Our study had some limitations. Specifically, our final test set of 99 nodules (with 15 positive and 84 negative cases) did not allow for a high confidence score and resulted in wide confidence intervals. This limitation was alleviated by a cross-validation experiment on the much larger training set (with 127 positive and 1151 negative cases), which showed results consistent with those on the test set (in terms of the comparable performance of our algorithm with the radiologist with the highest performance). Another limitation was that we noticed some differences in performance between the test set and the training set. This was not an indication of a high-bias model (underfitting) since it was the case for both deep learning and the radiologist. We believe that the main reason for this slight difference is that the nodules from the trainings set were on average more difficult which was corroborated by additional exploration of the data including evaluation of the discriminative power of features. Please note that while the overall performance of all predictors (deep learning and radiologists) differed between the two sets, the relative trends between radiologists and our algorithm remained. Regarding the study population, all nodules used in our study underwent FNA because of suspicious or indeterminate ultrasound findings and not based on ACR TI-RADS guidelines. This factor could account for relatively low specificity for all the readers and deep learning. In addition, no large-scale test set from external institution was available for comparison and to assess for generalization to broader population of patients and nodules.

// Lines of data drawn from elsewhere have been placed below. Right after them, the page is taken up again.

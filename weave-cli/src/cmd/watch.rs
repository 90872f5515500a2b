use anyhow::Result;
use notify::{RecursiveMode, Watcher};
use notify_debouncer_mini::{DebounceEventResult, new_debouncer};
use std::{
    path::{Path, PathBuf},
    time::Duration,
};
use tokio::sync::mpsc::Receiver;
use weave_core::{BuildConfig, build_site, log};

use crate::cmd::build::summarize;
use crate::config::WeaveConfig;

pub async fn execute(config: &WeaveConfig) -> Result<()> {
    // The first pass fails hard, e.g. on a missing source directory
    let report = build_site(&config.build)?;
    summarize(&report);

    watch_source_files(config).await
}

async fn watch_source_files(config: &WeaveConfig) -> Result<()> {
    let source_dir = config.build.source.canonicalize()?;

    let (tx, mut rx) = tokio::sync::mpsc::channel(100);

    let mut debouncer = new_debouncer(
        Duration::from_millis(config.watch.debounce_ms),
        move |res: DebounceEventResult| match res {
            Ok(events) => {
                for event in events {
                    let _ = tx.blocking_send(event.path);
                }
            }
            Err(e) => log!("error"; "watch error: {e}"),
        },
    )?;

    debouncer
        .watcher()
        .watch(&source_dir, RecursiveMode::Recursive)?;
    log!("watch"; "watching {} for changes...", source_dir.display());

    // One consumer, so builds never overlap. Whatever queued up while a
    // build was running is handled by a single trailing rebuild.
    while let Some(path) = rx.recv().await {
        let changed: Vec<PathBuf> = drain_burst(path, &mut rx)
            .into_iter()
            .filter(|p| is_page_change(p, &config.build))
            .collect();

        let Some(first) = changed.first() else {
            continue;
        };
        match changed.len() {
            1 => log!("watch"; "file changed: {}", first.display()),
            n => log!("watch"; "{n} files changed, starting with {}", first.display()),
        }

        match build_site(&config.build) {
            Ok(report) => summarize(&report),
            Err(e) => log!("error"; "build failed: {e}"),
        }
    }

    Ok(())
}

/// Collect `first` plus every path already waiting in the channel.
fn drain_burst(first: PathBuf, rx: &mut Receiver<PathBuf>) -> Vec<PathBuf> {
    let mut paths = vec![first];
    while let Ok(path) = rx.try_recv() {
        if !paths.contains(&path) {
            paths.push(path);
        }
    }
    paths
}

/// A page-extension file under the source root, outside the output tree
/// when the output tree lives inside the source root.
fn is_page_change(path: &Path, build: &BuildConfig) -> bool {
    let is_page = path
        .extension()
        .is_some_and(|ext| ext == build.extension.as_str());
    if !is_page {
        return false;
    }

    let path = canonical(path);
    let source = canonical(&build.source);
    let output = canonical(&build.output);

    let in_nested_output = output != source && output.starts_with(&source) && path.starts_with(&output);
    path.starts_with(&source) && !in_nested_output
}

/// Canonical form of `path`, falling back to the parent for removed files.
fn canonical(path: &Path) -> PathBuf {
    if let Ok(abs) = path.canonicalize() {
        return abs;
    }
    match (path.parent(), path.file_name()) {
        (Some(parent), Some(name)) => parent
            .canonicalize()
            .map(|p| p.join(name))
            .unwrap_or_else(|_| path.to_path_buf()),
        _ => path.to_path_buf(),
    }
}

In summary, in this paper we showed that deep learning algorithms are highly promising in the decision making process for thyroid nodules. Further studies are needed to further validate our findings.

Key Points.

  • We proposed a fully automatic deep learning system for providing biopsy recommendations for thyroid nodules and compare it to radiologists following ACR TI-RADS.

  • Our deep learning system achieved 52% specificity at 87% sensitivity in recommending biopsy for thyroid nodules compared to 51% specificity at 87% sensitivity by a consensus of three ACR TI-RADS committee experts.

ACKNOWLEDGEMENTS:

We thank the 12 radiologists who interpreted the test set of thyroid nodules as part of previously published work.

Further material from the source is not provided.